_Brief_
How many lines in the listing include the string "RuntimeStatus"? Reply with the number alone.

**** Information provided

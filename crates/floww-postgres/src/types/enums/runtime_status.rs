//! Runtime provisioning status enumeration.

use diesel_derive_enum::DbEnum;
#[cfg(feature = "schema")]
use schemars::JsonSchema;
use serde::{Deserialize, Serialize};
use strum::{Display, EnumIter, EnumString};

/// Provisioning status of a [`Runtime`](crate::model::Runtime), as reported by
/// the runtime backend (`floww-runtime`).
#[derive(Debug, Default, Clone, Copy, Eq, PartialEq)]
#[cfg_attr(feature = "schema", derive(JsonSchema))]
#[derive(Serialize, Deserialize, DbEnum, Display, EnumIter, EnumString)]
#[ExistingTypePath = "crate::schema::sql_types::RuntimeStatus"]
pub enum RuntimeStatus {
    #[db_rename = "in_progress"]
    #[serde(rename = "in_progress")]
    #[default]
    InProgress,

    #[db_rename = "completed"]
    #[serde(rename = "completed")]
    Completed,

    #[db_rename = "failed"]
    #[serde(rename = "failed")]
    Failed,
}

impl RuntimeStatus {
    #[inline]
    pub fn is_terminal(self) -> bool {
        matches!(self, RuntimeStatus::Completed | RuntimeStatus::Failed)
    }

    #[inline]
    pub fn is_ready(self) -> bool {
        matches!(self, RuntimeStatus::Completed)
    }
}
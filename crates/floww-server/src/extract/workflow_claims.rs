//! Extracts and verifies a workflow invocation bearer token.

use axum::extract::{FromRef, FromRequestParts};
use axum::http::request::Parts;
use axum_extra::TypedHeader;
use axum_extra::headers::Authorization;
use axum_extra::headers::authorization::Bearer;

use crate::error::Error;
use crate::service::{WorkflowClaims, WorkflowJwt};

/// Verified claims from the `Authorization: Bearer <token>` header on an
/// execution-reporting callback.
#[derive(Debug, Clone)]
pub struct VerifiedWorkflowClaims(pub WorkflowClaims);

impl<S> FromRequestParts<S> for VerifiedWorkflowClaims
where
    S: Send + Sync,
    WorkflowJwt: FromRef<S>,
{
    type Rejection = Error<'static>;

    async fn from_request_parts(parts: &mut Parts, state: &S) -> Result<Self, Self::Rejection> {
        let TypedHeader(Authorization(bearer)) = TypedHeader::<Authorization<Bearer>>::from_request_parts(parts, state)
            .await
            .map_err(|_| Error::missing_auth_token())?;

        let jwt = WorkflowJwt::from_ref(state);
        let claims = jwt.verify(bearer.token()).map_err(|_| Error::malformed_auth_token())?;

        Ok(Self(claims))
    }
}
//! Application state and dependency injection.

use std::sync::Arc;

use floww_core::QuotaCheck;
use floww_postgres::PgClient;
use floww_runtime::{ImageResolver, RuntimeBackend};
use floww_scheduler::JobStore;
use floww_webhook::WebhookService;
use url::Url;

use crate::error::Error;
use crate::service::jwt::WorkflowJwt;
use crate::service::{DispatchConfig, ServiceConfig};

/// Application state, used for the [`State`] extraction (dependency
/// injection).
///
/// [`State`]: axum::extract::State
#[must_use = "state does nothing unless you use it"]
#[derive(Clone)]
pub struct ServiceState {
    pg_client: PgClient,
    job_store: Arc<dyn JobStore>,
    runtime_backend: Arc<dyn RuntimeBackend>,
    image_resolver: Arc<dyn ImageResolver>,
    delivery: WebhookService,
    quota_check: Arc<dyn QuotaCheck>,

    workflow_jwt: WorkflowJwt,
    public_base_url: Url,
    encryption_key: Arc<floww_core::crypto::EncryptionKey>,
}

impl ServiceState {
    /// Assembles state from already-constructed dependencies. The
    /// concrete `job_store`/`runtime_backend`/`image_resolver`/`delivery`/
    /// `quota_check` implementations are selected by the caller (the CLI's
    /// bootstrap), since which one to use depends on configuration this
    /// crate doesn't parse on its own (`RUNTIME_TYPE`, managed vs
    /// self-hosted).
    pub fn new(
        pg_client: PgClient,
        job_store: Arc<dyn JobStore>,
        runtime_backend: Arc<dyn RuntimeBackend>,
        image_resolver: Arc<dyn ImageResolver>,
        delivery: WebhookService,
        quota_check: Arc<dyn QuotaCheck>,
        dispatch_config: &DispatchConfig,
    ) -> Result<Self, Error<'static>> {
        let encryption_key = dispatch_config
            .encryption_key()
            .map_err(|error| Error::internal().with_context(error.to_string()))?;

        Ok(Self {
            pg_client,
            job_store,
            runtime_backend,
            image_resolver,
            delivery,
            quota_check,
            workflow_jwt: WorkflowJwt::new(&dispatch_config.workflow_jwt_secret, dispatch_config.workflow_jwt_expiration()),
            public_base_url: dispatch_config.public_api_url.clone(),
            encryption_key: Arc::new(encryption_key),
        })
    }

    /// Builds the full dependency set from [`ServiceConfig`], connecting to
    /// PostgreSQL. The runtime/job-store/delivery/quota implementations are
    /// still supplied by the caller — see [`Self::new`].
    pub async fn from_config(
        config: &ServiceConfig,
        job_store: Arc<dyn JobStore>,
        runtime_backend: Arc<dyn RuntimeBackend>,
        image_resolver: Arc<dyn ImageResolver>,
        delivery: WebhookService,
        quota_check: Arc<dyn QuotaCheck>,
    ) -> Result<Self, Error<'static>> {
        let pg_client = config.connect_postgres().await.map_err(|error| Error::internal().with_context(error.to_string()))?;
        Self::new(pg_client, job_store, runtime_backend, image_resolver, delivery, quota_check, &config.dispatch_config)
    }

    pub fn pg_client(&self) -> &PgClient {
        &self.pg_client
    }

    pub fn job_store(&self) -> &Arc<dyn JobStore> {
        &self.job_store
    }

    pub fn runtime_backend(&self) -> &Arc<dyn RuntimeBackend> {
        &self.runtime_backend
    }

    pub fn image_resolver(&self) -> &Arc<dyn ImageResolver> {
        &self.image_resolver
    }

    pub fn delivery(&self) -> &WebhookService {
        &self.delivery
    }

    pub fn quota_check(&self) -> &Arc<dyn QuotaCheck> {
        &self.quota_check
    }

    pub fn workflow_jwt(&self) -> &WorkflowJwt {
        &self.workflow_jwt
    }

    pub fn public_base_url(&self) -> &Url {
        &self.public_base_url
    }

    pub fn encryption_key(&self) -> &floww_core::crypto::EncryptionKey {
        &self.encryption_key
    }

    /// The shared handle backing [`Self::encryption_key`], for callers (the
    /// lifecycle manager's [`SyncContext`](floww_providers::SyncContext))
    /// that need an owned `Arc` rather than a borrow.
    pub fn encryption_key_handle(&self) -> Arc<floww_core::crypto::EncryptionKey> {
        self.encryption_key.clone()
    }
}

macro_rules! impl_di {
    ($($f:ident: $t:ty),+ $(,)?) => {$(
        impl axum::extract::FromRef<ServiceState> for $t {
            fn from_ref(state: &ServiceState) -> Self {
                state.$f.clone()
            }
        }
    )+};
}

impl_di!(pg_client: PgClient, job_store: Arc<dyn JobStore>, delivery: WebhookService, workflow_jwt: WorkflowJwt);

********

_Output_
5